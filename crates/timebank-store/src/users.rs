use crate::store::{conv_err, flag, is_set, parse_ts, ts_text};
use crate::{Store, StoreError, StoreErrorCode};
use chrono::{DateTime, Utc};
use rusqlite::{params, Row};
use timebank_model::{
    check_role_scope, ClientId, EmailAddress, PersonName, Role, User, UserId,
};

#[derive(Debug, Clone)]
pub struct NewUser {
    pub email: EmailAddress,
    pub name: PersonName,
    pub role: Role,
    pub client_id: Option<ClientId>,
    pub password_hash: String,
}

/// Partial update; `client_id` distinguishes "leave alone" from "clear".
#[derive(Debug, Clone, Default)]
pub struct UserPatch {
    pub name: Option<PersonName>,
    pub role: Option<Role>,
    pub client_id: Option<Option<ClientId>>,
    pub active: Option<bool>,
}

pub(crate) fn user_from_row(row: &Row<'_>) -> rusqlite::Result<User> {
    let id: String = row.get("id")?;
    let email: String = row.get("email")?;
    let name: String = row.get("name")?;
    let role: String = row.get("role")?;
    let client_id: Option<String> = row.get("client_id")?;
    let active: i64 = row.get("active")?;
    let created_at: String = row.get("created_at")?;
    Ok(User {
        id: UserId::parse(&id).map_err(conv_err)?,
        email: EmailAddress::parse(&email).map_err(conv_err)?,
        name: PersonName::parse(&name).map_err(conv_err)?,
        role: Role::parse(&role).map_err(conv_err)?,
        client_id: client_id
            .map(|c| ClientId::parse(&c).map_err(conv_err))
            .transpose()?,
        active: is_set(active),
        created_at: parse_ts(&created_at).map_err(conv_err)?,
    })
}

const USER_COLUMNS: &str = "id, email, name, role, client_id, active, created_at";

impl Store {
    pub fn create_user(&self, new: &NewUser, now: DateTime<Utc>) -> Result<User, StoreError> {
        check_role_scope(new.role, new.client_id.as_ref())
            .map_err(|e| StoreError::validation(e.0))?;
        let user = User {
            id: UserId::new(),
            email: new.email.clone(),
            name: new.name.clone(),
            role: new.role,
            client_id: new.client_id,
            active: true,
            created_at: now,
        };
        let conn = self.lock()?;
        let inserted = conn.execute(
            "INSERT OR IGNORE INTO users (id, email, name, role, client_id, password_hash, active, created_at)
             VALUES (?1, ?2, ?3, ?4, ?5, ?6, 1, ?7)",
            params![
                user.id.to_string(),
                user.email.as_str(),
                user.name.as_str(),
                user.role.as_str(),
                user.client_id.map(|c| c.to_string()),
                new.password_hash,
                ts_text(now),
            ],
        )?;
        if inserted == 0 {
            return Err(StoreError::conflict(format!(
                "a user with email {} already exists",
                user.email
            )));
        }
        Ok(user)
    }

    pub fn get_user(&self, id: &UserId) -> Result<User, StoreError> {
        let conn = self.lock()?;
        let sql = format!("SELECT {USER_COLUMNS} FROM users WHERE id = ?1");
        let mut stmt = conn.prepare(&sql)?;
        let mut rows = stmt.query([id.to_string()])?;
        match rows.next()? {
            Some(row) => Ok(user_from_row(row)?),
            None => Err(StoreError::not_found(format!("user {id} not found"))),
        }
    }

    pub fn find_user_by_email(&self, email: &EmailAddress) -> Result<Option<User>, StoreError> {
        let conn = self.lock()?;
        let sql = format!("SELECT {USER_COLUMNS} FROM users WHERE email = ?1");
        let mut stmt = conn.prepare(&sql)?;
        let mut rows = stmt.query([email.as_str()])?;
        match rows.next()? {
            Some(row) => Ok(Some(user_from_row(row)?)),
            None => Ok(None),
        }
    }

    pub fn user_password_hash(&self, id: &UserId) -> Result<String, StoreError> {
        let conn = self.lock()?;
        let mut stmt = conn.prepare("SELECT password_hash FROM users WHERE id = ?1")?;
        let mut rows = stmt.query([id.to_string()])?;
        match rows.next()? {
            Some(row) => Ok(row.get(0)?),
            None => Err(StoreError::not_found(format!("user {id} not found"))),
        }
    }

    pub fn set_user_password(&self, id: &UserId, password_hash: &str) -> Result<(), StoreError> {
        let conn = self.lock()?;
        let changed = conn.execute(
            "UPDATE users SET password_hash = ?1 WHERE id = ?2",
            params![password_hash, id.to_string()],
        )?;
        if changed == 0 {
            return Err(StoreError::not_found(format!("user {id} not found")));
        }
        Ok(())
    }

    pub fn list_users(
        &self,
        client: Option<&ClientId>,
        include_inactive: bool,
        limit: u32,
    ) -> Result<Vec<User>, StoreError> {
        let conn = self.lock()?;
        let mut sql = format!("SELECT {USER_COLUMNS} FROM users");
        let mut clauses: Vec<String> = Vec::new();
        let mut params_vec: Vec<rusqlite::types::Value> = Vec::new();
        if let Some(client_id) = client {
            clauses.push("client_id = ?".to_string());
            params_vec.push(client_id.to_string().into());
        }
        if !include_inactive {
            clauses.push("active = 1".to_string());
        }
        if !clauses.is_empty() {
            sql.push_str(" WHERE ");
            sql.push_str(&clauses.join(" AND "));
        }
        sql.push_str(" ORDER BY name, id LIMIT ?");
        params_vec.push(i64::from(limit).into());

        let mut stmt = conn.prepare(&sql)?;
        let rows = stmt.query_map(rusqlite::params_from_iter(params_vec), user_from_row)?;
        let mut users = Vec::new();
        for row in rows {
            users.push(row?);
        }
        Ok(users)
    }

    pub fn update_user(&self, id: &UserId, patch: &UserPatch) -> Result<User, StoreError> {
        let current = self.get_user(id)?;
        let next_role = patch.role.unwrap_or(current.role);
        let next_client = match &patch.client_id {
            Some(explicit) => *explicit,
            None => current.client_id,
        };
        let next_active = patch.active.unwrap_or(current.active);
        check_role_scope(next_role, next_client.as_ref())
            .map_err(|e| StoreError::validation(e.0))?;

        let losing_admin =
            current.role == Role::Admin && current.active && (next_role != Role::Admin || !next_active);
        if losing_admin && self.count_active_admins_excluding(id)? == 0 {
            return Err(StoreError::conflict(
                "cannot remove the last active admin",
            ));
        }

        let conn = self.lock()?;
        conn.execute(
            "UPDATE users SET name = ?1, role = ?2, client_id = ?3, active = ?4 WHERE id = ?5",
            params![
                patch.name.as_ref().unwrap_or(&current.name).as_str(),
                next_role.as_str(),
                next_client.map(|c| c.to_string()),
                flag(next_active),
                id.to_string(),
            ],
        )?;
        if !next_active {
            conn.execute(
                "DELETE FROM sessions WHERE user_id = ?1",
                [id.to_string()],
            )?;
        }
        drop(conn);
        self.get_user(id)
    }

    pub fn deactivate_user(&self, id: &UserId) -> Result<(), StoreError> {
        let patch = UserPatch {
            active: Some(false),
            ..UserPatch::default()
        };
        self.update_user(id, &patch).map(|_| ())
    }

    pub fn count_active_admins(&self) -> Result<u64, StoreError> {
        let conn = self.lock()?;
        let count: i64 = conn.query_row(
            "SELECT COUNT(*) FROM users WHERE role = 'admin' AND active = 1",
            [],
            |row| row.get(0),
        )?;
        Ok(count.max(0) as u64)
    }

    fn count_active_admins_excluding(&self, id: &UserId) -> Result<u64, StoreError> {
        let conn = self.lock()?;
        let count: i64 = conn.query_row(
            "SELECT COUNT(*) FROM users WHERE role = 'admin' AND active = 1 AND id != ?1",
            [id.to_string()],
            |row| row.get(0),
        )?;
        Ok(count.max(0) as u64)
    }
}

▬▬▬

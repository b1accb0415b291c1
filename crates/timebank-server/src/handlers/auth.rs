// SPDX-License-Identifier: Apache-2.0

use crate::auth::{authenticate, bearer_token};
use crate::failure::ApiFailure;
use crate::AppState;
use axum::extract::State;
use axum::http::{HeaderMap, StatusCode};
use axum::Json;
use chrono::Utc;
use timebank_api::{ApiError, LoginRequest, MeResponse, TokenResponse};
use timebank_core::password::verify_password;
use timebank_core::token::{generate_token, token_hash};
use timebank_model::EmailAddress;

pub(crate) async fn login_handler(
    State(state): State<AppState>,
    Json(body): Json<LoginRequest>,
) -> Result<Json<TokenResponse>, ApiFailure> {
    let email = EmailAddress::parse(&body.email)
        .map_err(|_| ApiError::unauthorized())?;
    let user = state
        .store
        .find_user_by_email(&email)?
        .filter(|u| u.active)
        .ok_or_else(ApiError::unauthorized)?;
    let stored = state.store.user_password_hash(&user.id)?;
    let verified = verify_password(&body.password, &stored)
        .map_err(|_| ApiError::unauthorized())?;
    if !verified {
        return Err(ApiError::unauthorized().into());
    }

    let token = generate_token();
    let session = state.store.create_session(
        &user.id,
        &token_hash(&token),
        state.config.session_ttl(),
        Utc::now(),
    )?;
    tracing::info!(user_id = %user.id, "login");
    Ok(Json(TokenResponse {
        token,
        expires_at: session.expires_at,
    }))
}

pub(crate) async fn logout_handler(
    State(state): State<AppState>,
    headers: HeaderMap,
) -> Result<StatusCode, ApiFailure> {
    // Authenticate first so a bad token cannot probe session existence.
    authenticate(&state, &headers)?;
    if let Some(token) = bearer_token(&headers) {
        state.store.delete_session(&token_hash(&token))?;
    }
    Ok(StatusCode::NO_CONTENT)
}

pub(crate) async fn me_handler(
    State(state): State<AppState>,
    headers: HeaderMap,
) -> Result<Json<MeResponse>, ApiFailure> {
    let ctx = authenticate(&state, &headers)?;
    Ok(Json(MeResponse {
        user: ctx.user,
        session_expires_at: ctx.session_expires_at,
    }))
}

▬▬▬

_Exercise description_: Once you have read through the entries above, state how many lines hold the word "stored", giving nothing but the number.

_Expected answer_: 2